Is synchronizing with `std::mutex` slower than with `std::atomic(memory_order_seq_cst)`?
Asked Answered
I

3

33

The main reason for using atomics over mutexes, is that mutexes are expensive but with the default memory model for atomics being memory_order_seq_cst, isn't this just as expensive?

Question: Can concurrent a program using locks be as fast as concurrent lock-free program?

If so, it may not be worth the effort unless I want to use memory_order_acq_rel for atomics.


Edit: I may be missing something but lock-based cant be faster than lock-free because each lock will have to be a full memory barrier too. But with lock-free, it's possible to use techniques that are less restrictive then memory barriers.

So back to my question, is lock-free any faster than lock based in new C++11 standard with default memory_model?

Is "lock-free >= lock-based when measured in performance" true? Let's assume 2 hardware threads.


Edit 2: My question is not about progress guarantees, and maybe I'm using "lock-free" out of context.

Basically when you have 2 threads with shared memory, and the only guarantee you need is that if one thread is writing then the other thread can't read or write, my assumption is that a simple atomic compare_and_swap operation would be much faster than locking a mutex.

Because if one thread never even touches the shared memory, you will end up locking and unlocking over and over for no reason but with atomic operations you only use 1 CPU cycle each time.

In regards to the comments, a spin-lock vs a mutex-lock is very different when there is very little contention.

Issuable answered 30/4, 2013 at 20:20 Comment(13)
Well, there's different progress guarantees between locks, lock-free , and wait-free code.Radiolocation
Mandatory reading.Admission
watch : youtube.com/watch?v=DCdGlxBbKU4Zipper
atomic operations (whether they are used for lock free stuff or to implement locks) take MUCH longer than "1 CPU cycle". used to be in the triple-digits (!) on Pentium 4, now it's down to low double digits -- but still much more than 1.Catholicize
@PaulGroke Under what hypothesis?
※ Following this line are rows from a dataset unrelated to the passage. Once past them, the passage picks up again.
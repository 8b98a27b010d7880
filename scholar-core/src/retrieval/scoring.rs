//! Per-factor scoring for memory search.
//!
//! Score = w₁·Importance(m) + w₂·Access(m) + w₃·Recency(m)
//!
//! Where:
//!   Importance(m) = stored importance
//!   Access(m)     = ln(1 + access_count)
//!   Recency(m)    = exp(-λ · ΔT), ΔT in ticks since the memory formed

use crate::config::RetrievalConfig;
use crate::memory::MemoryRecord;
use crate::types::{RetrievalScore, SimTime};

/// Breakdown of a search score into its weighted factors.
#[derive(Debug, Clone, Copy, Default, PartialEq)]
pub struct ScoreBreakdown {
    /// Weighted importance contribution.
    pub importance: f64,
    /// Weighted access-frequency contribution.
    pub access: f64,
    /// Weighted recency contribution.
    pub recency: f64,
}

impl ScoreBreakdown {
    /// Sum of all factors.
    #[must_use]
    pub fn total(&self) -> RetrievalScore {
        RetrievalScore::new(self.importance + self.access + self.recency)
    }
}

/// Compute the weighted breakdown for one record at time `now`.
#[must_use]
pub fn compute_breakdown(record: &MemoryRecord, now: &SimTime, config: &RetrievalConfig) -> ScoreBreakdown {
    let weights = &config.weights;
    ScoreBreakdown {
        importance: weights.importance * f64::from(record.importance),
        access: weights.access * access_score(record.access_count),
        recency: weights.recency * recency_score(&record.timestamp.sim, now, config.recency_decay),
    }
}

/// Logarithmic access bonus: frequently recalled memories rise, but slowly.
fn access_score(access_count: u32) -> f64 {
    f64::from(access_count).ln_1p()
}

/// Exponential recency bonus, 1.0 for a memory formed this tick.
fn recency_score(formed: &SimTime, now: &SimTime, decay: f64) -> f64 {
    #[allow(clippy::cast_precision_loss)]
    let delta = now.ticks_since(formed) as f64;
    (-decay * delta).exp()
}

#[cfg(test)]
mod tests {
    use super::*;

    #[test]
    fn recency_decays_over_ticks() {
        let t0 = SimTime::new(1, 0, 5);
        let t1 = SimTime::new(1, 1, 5);
        let t10 = SimTime::new(3, 0, 5);

        let fresh = recency_score(&t0, &t0, 0.1);
        let one = recency_score(&t0, &t1, 0.1);
        let ten = recency_score(&t0, &t10, 0.1);

        assert!((fresh - 1.0).abs() < 1e-9);
        assert!(one > ten, "recency should decay over time");
        assert!(ten < 0.4);
    }

    #[test]
    fn access_bonus_is_logarithmic() {
        assert!(access_score(0).abs() < 1e-9);
        let gain_low = access_score(1) - access_score(0);
        let gain_high = access_score(101) - access_score(100);
        assert!(gain_low > gain_high);
    }
}
//! Configuration for a simulation run.
//!
//! Maps directly to `scholar.toml`. Every section has defaults; the
//! defaults describe a small campus with one teacher and four students.
//! [`TownConfig::from_toml`] validates once, so the hot path never checks
//! configuration again.

use std::collections::HashSet;
use std::path::Path;

use scholar_core::config::{MemoryConfig, PersistenceConfig, RetrievalConfig};
use scholar_llm::LlmConfig;
use serde::{Deserialize, Serialize};

use crate::error::{Result, SimError};

/// Top-level configuration, loadable from TOML.
#[derive(Debug, Clone, Serialize, Deserialize)]
pub struct TownConfig {
    /// General settings.
    #[serde(default)]
    pub general: GeneralConfig,
    /// Per-agent memory capacity and importance bounds.
    #[serde(default)]
    pub memory: MemoryConfig,
    /// Search ranking.
    #[serde(default)]
    pub retrieval: RetrievalConfig,
    /// Where memories are saved.
    #[serde(default)]
    pub persistence: PersistenceConfig,
    /// Days, periods and conversation settings.
    #[serde(default)]
    pub simulation: SimulationConfig,
    /// Text generation backend.
    #[serde(default)]
    pub llm: LlmConfig,
    /// The campus map, in placement order.
    #[serde(default = "default_locations")]
    pub locations: Vec<LocationSpec>,
    /// Everyone who lives on campus.
    #[serde(default = "default_personas")]
    pub personas: Vec<PersonaConfig>,
}

impl Default for TownConfig {
    fn default() -> Self {
        Self {
            general: GeneralConfig::default(),
            memory: MemoryConfig::default(),
            retrieval: RetrievalConfig::default(),
            persistence: PersistenceConfig::default(),
            simulation: SimulationConfig::default(),
            llm: LlmConfig::default(),
            locations: default_locations(),
            personas: default_personas(),
        }
    }
}
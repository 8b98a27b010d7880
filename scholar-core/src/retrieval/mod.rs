//! Lexical memory search (no embeddings).
//!
//! A record matches a query when:
//!   1. the whole query is a substring of its content, or
//!   2. the query has several whitespace-separated words and any of its
//!      tokens is one of the record's indexed content tokens, or
//!   3. the query is a substring of one of the related agent ids, or
//!   4. the query equals the record's memory type tag.
//!
//! An optional memory type filter is applied on top; an empty query matches
//! everything that passes the filter. Matches are ranked by
//! [`scoring::compute_breakdown`], ties broken by creation order.

pub mod scoring;

use std::cmp::Reverse;

use crate::config::RetrievalConfig;
use crate::memory::MemoryRecord;
use crate::types::{MemoryId, MemoryType, RetrievalScore, SimTime};

pub use scoring::ScoreBreakdown;

/// A normalized search request.
#[derive(Debug, Clone, Default)]
pub struct SearchQuery {
    text: String,
    tokens: Vec<String>,
    multi_word: bool,
    memory_type: Option<MemoryType>,
    top_k: Option<usize>,
}

impl SearchQuery {
    /// Build a query from free text. Matching is case-insensitive.
    #[must_use]
    pub fn new(text: &str) -> Self {
        let text = text.trim().to_lowercase();
        let tokens = tokenize(&text);
        let multi_word = text.split_whitespace().nth(1).is_some();
        Self {
            text,
            tokens,
            multi_word,
            memory_type: None,
            top_k: None,
        }
    }

    /// Only return records with this tag.
    #[must_use]
    pub fn with_type(mut self, memory_type: Option<MemoryType>) -> Self {
        self.memory_type = memory_type;
        self
    }

    /// Return at most `top_k` records (`None` = all matches).
    #[must_use]
    pub fn with_top_k(mut self, top_k: Option<usize>) -> Self {
        self.top_k = top_k;
        self
    }

    /// The result limit, if any.
    #[must_use]
    pub fn top_k(&self) -> Option<usize> {
        self.top_k
    }

    /// Whether `record` satisfies the query.
    #[must_use]
    pub fn matches(&self, record: &MemoryRecord) -> bool {
        if let Some(wanted) = &self.memory_type {
            if record.memory_type != *wanted {
                return false;
            }
        }
        if self.text.is_empty() {
            return true;
        }

        let content = record.content.to_lowercase();
        if content.contains(&self.text) {
            return true;
        }
        if self.multi_word {
            let indexed = tokenize(&content);
            if self.tokens.iter().any(|t| indexed.contains(t)) {
                return true;
            }
        }
        if record
            .related_agents
            .iter()
            .any(|agent| agent.as_str().to_lowercase().contains(&self.text))
        {
            return true;
        }
        record.memory_type.as_str().eq_ignore_ascii_case(&self.text)
    }
}

/// A scored search hit.
#[derive(Debug, Clone, Copy)]
pub struct ScoredMatch {
    /// The matching record.
    pub id: MemoryId,
    /// Combined score.
    pub score: RetrievalScore,
    /// Per-factor breakdown.
    pub breakdown: ScoreBreakdown,
}

/// Score and rank `candidates` that match `query`, best first.
///
/// Ties keep creation order (smaller id first) so repeated searches are
/// deterministic.
pub fn rank<'a>(
    candidates: impl IntoIterator<Item = &'a MemoryRecord>,
    query: &SearchQuery,
    now: &SimTime,
    config: &RetrievalConfig,
) -> Vec<ScoredMatch> {
    let mut hits: Vec<ScoredMatch> = candidates
        .into_iter()
        .filter(|record| query.matches(record))
        .map(|record| {
            let breakdown = scoring::compute_breakdown(record, now, config);
            ScoredMatch {
                id: record.id,
                score: breakdown.total(),
                breakdown,
            }
        })
        .collect();

    hits.sort_by_key(|hit| (Reverse(hit.score), hit.id));
    if let Some(k) = query.top_k {
        hits.truncate(k);
    }
    hits
}

/// Lower-cased alphanumeric words of at least two characters.
#[must_use]
pub fn tokenize(text: &str) -> Vec<String> {
    text.split(|c: char| !c.is_alphanumeric())
        .filter(|word| word.chars().count() > 1)
        .map(str::to_lowercase)
        .collect()
}

#[cfg(test)]
mod tests {
    use super::*;
    use crate::types::{AgentId, LocationKey, Tier, Timestamp};

    fn record(id: u64, content: &str, memory_type: &str, related: &[&str]) -> MemoryRecord {
        MemoryRecord {
            id: MemoryId(id),
            content: content.to_string(),
            actor: AgentId::from("ana"),
            related_agents: related.iter().map(|a| AgentId::from(*a)).collect(),
            location: LocationKey::from("library"),
            memory_type: MemoryType::from(memory_type),
            timestamp: Timestamp::now(SimTime::default()),
            importance: 0.5,
            access_count: 0,
            tier: Tier::ShortTerm,
        }
    }

    #[test]
    fn substring_match_is_case_insensitive() {
        let r = record(1, "Taught Calculus to the class", "teaching", &[]);
        assert!(SearchQuery::new("calculus").matches(&r));
        assert!(SearchQuery::new("  CALC ").matches(&r));
        assert!(!SearchQuery::new("algebra").matches(&r));
    }

    #[test]
    fn multi_word_query_matches_any_token() {
        let r = record(1, "Discussed the weather at the park", "conversation", &[]);
        assert!(SearchQuery::new("weather forecast").matches(&r));
        assert!(!SearchQuery::new("snow forecast").matches(&r));
    }

    #[test]
    fn single_letter_words_still_make_a_multi_word_query() {
        let r = record(1, "taught calculus", "teaching", &[]);
        assert!(SearchQuery::new("a calculus").matches(&r));
        assert!(SearchQuery::new("I calculus").matches(&r));
        assert!(SearchQuery::new("weather calculus").matches(&r));
        assert!(!SearchQuery::new("a b").matches(&r));
    }

    #[test]
    fn related_agents_and_type_tag_match() {
        let r = record(1, "Long chat", "conversation", &["student_2"]);
        assert!(SearchQuery::new("student_2").matches(&r));
        assert!(SearchQuery::new("Conversation").matches(&r));
    }

    #[test]
    fn type_filter_applies_on_top() {
        let r = record(1, "Learned calculus", "learning", &[]);
        assert!(SearchQuery::new("calculus").with_type(Some(MemoryType::Learning)).matches(&r));
        assert!(!SearchQuery::new("calculus").with_type(Some(MemoryType::Teaching)).matches(&r));
        assert!(SearchQuery::new("").with_type(Some(MemoryType::Learning)).matches(&r));
    }

    #[test]
    fn ranking_ties_break_by_id() {
        let records = [record(2, "calculus b", "event", &[]), record(1, "calculus a", "event", &[])];
        let hits = rank(
            records.iter(),
            &SearchQuery::new("calculus"),
            &SimTime::default(),
            &RetrievalConfig::default(),
        );
        let ids: Vec<_> = hits.iter().map(|h| h.id.0).collect();
        assert_eq!(ids, [1, 2]);
    }

    #[test]
    fn tokenize_drops_punctuation_and_single_chars() {
        assert_eq!(tokenize("A quick, quick-test!"), ["quick", "quick", "test"]);
    }
}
Cached, not cached?Dunlap
@Dunlap What do you mean hypothesis? That's not a hypothesis it's a fact. Atomic reads or writes can be as fast as "normal" reads/writes depending on the platform and required memory ordering, but there is no single modern platform where an atomic Compare-And-Swap is as fast as the non-atomic equivalent. If the value is cached or not doesn't really change which one (atomic vs. non-atomic) is faster -- assuming of course you compare apples to apples and oranges to oranges.Catholicize
@Dunlap ... If you're interested in low-level stuff like what operations take roughly what amount of time, I found this article to be very interesting ithare.com/infographics-operation-costs-in-cpu-clock-cyclesCatholicize
@PaulGroke If X is always (and always will) faster than Y, that doesn't mean that the ratio time(Y)/time(X) is always great: in some cases both can be slow and the ration would be low, in other cases X will be trivial and the ration would be extremely high. That's what was meant by "hypothesis". (I did not insinuate that some set of hypotheses would make X slower than Y.)Dunlap
@PaulGroke "I found this article" Thank you. It illustrates what I said: CAS in the slow hypothesis is in the same time bracket as a read! So the relative cost is much dependent on the exact case. So the "much" faster normal modification claim depends on your hypothesis.Dunlap
@Dunlap Yes, the ratio changes. So what? Please go back and read my original comment again. The OP implied that atomic CAS takes one CPU cycle. So I corrected him, writing that it's a lot more than one CPU cycle. And now you come and act as if I had written that atomic CAS is "much" slower than a memory access, assuming non-cached so the words you put into my mouth do not make sense anymore. Forgive me but I really don't see the point. If that wasn't your intention I apologize, but this is my perception.Catholicize
@PaulGroke You wrote "used to be in the triple-digits (!)" and I replied "Under what hypothesis?" You have confirmed that cached/uncached memory access diff is at least as important as write/CAS diff. Also the cost of an operation that needs to wait until the store buffer is empty depends on how many items are in the buffer and whether they need to cache coherency operations.Dunlap
@Dunlap Ah. I think I understand now - at least somewhat. In that case the answer is "cached". I was correcting the OP's claim, and for that assuming optimal conditions for his claim, i.e. the fastest atomic CAS that you can get. Which on prescott was about 100 cycles and on more modern x86 CPUs is in the 15-20 cycle range. ps: I still find the use of the word "hypothesis" confusing. I would have used "conditions".Catholicize
@PaulGroke I prob should have used "condition". And CAS may be slow compared to normal operation, for cached memory it's also so fast that some compilers emit a meaningless (non changing) CAS on the stack to implement a fence.Dunlap
A
54

Lockfree programming is about progress guarantees: From strongest to weakest, those are wait-free, lock-free, obstruction-free, and blocking.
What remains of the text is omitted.